## Information supplied
####################
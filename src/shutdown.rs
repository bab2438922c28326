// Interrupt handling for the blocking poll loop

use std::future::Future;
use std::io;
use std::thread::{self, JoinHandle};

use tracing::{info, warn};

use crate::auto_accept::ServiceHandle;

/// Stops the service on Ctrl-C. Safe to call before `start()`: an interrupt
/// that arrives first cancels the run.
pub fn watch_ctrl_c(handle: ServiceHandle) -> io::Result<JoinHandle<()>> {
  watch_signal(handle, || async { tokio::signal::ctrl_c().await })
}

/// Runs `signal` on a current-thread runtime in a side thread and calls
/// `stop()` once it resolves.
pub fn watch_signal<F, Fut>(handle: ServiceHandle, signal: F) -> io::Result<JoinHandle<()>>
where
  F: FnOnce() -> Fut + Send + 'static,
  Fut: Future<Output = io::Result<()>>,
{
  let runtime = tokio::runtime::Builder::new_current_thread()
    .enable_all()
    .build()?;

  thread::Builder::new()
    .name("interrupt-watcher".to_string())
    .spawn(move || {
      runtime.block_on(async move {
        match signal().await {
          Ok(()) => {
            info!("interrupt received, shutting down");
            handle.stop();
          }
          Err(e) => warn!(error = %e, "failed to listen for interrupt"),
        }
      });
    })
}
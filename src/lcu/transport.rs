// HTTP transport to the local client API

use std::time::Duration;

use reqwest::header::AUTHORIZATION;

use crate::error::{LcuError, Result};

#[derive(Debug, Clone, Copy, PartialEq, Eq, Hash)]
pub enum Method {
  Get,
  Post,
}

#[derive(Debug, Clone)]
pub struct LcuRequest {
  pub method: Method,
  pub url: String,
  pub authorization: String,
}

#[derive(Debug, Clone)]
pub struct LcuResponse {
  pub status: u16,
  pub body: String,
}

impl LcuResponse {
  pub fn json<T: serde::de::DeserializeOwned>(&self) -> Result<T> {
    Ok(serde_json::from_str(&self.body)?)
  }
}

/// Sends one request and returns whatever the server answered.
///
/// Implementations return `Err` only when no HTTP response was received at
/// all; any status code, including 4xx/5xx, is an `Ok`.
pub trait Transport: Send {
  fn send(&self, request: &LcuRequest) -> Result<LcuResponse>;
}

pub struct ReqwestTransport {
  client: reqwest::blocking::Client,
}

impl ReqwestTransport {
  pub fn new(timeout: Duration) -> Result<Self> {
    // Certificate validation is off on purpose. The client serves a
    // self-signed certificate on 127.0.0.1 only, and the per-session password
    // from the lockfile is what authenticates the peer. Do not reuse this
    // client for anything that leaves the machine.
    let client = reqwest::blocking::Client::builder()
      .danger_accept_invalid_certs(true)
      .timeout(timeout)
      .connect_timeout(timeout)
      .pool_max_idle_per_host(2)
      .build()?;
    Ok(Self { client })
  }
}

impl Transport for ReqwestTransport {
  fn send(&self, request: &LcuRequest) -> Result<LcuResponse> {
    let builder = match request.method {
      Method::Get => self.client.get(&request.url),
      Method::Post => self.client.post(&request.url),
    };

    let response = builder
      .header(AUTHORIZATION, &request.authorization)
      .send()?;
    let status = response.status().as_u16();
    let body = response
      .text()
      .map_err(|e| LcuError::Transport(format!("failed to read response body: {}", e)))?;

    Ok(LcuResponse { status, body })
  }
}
####################
## Work order
The listing above must be transcribed exactly, line by line.

## Exercise result
filename src/shutdown.rs
repository bab2438922c28326
// Interrupt handling for the blocking poll loop

use std::future::Future;
use std::io;
use std::thread::{self, JoinHandle};

use tracing::{info, warn};

use crate::auto_accept::ServiceHandle;

/// Stops the service on Ctrl-C. Safe to call before `start()`: an interrupt
/// that arrives first cancels the run.
pub fn watch_ctrl_c(handle: ServiceHandle) -> io::Result<JoinHandle<()>> {
  watch_signal(handle, || async { tokio::signal::ctrl_c().await })
}

/// Runs `signal` on a current-thread runtime in a side thread and calls
/// `stop()` once it resolves.
pub fn watch_signal<F, Fut>(handle: ServiceHandle, signal: F) -> io::Result<JoinHandle<()>>
where
  F: FnOnce() -> Fut + Send + 'static,
  Fut: Future<Output = io::Result<()>>,
{
  let runtime = tokio::runtime::Builder::new_current_thread()
    .enable_all()
    .build()?;

  thread::Builder::new()
    .name("interrupt-watcher".to_string())
    .spawn(move || {
      runtime.block_on(async move {
        match signal().await {
          Ok(()) => {
            info!("interrupt received, shutting down");
            handle.stop();
          }
          Err(e) => warn!(error = %e, "failed to listen for interrupt"),
        }
      });
    })
}
filename src/lcu/transport.rs
// HTTP transport to the local client API

use std::time::Duration;

use reqwest::header::AUTHORIZATION;

use crate::error::{LcuError, Result};

#[derive(Debug, Clone, Copy, PartialEq, Eq, Hash)]
pub enum Method {
  Get,
  Post,
}

#[derive(Debug, Clone)]
pub struct LcuRequest {
  pub method: Method,
  pub url: String,
  pub authorization: String,
}

#[derive(Debug, Clone)]
pub struct LcuResponse {
  pub status: u16,
  pub body: String,
}

impl LcuResponse {
  pub fn json<T: serde::de::DeserializeOwned>(&self) -> Result<T> {
    Ok(serde_json::from_str(&self.body)?)
  }
}

/// Sends one request and returns whatever the server answered.
///
/// Implementations return `Err` only when no HTTP response was received at
/// all; any status code, including 4xx/5xx, is an `Ok`.
pub trait Transport: Send {
  fn send(&self, request: &LcuRequest) -> Result<LcuResponse>;
}

pub struct ReqwestTransport {
  client: reqwest::blocking::Client,
}

impl ReqwestTransport {
  pub fn new(timeout: Duration) -> Result<Self> {
    // Certificate validation is off on purpose. The client serves a
    // self-signed certificate on 127.0.0.1 only, and the per-session password
    // from the lockfile is what authenticates the peer. Do not reuse this
    // client for anything that leaves the machine.
    let client = reqwest::blocking::Client::builder()
      .danger_accept_invalid_certs(true)
      .timeout(timeout)
      .connect_timeout(timeout)
      .pool_max_idle_per_host(2)
      .build()?;
    Ok(Self { client })
  }
}

impl Transport for ReqwestTransport {
  fn send(&self, request: &LcuRequest) -> Result<LcuResponse> {
    let builder = match request.method {
      Method::Get => self.client.get(&request.url),
      Method::Post => self.client.post(&request.url),
    };

    let response = builder
      .header(AUTHORIZATION, &request.authorization)
      .send()?;
    let status = response.status().as_u16();
    let body = response
      .text()
      .map_err(|e| LcuError::Transport(format!("failed to read response body: {}", e)))?;

    Ok(LcuResponse { status, body })
  }
}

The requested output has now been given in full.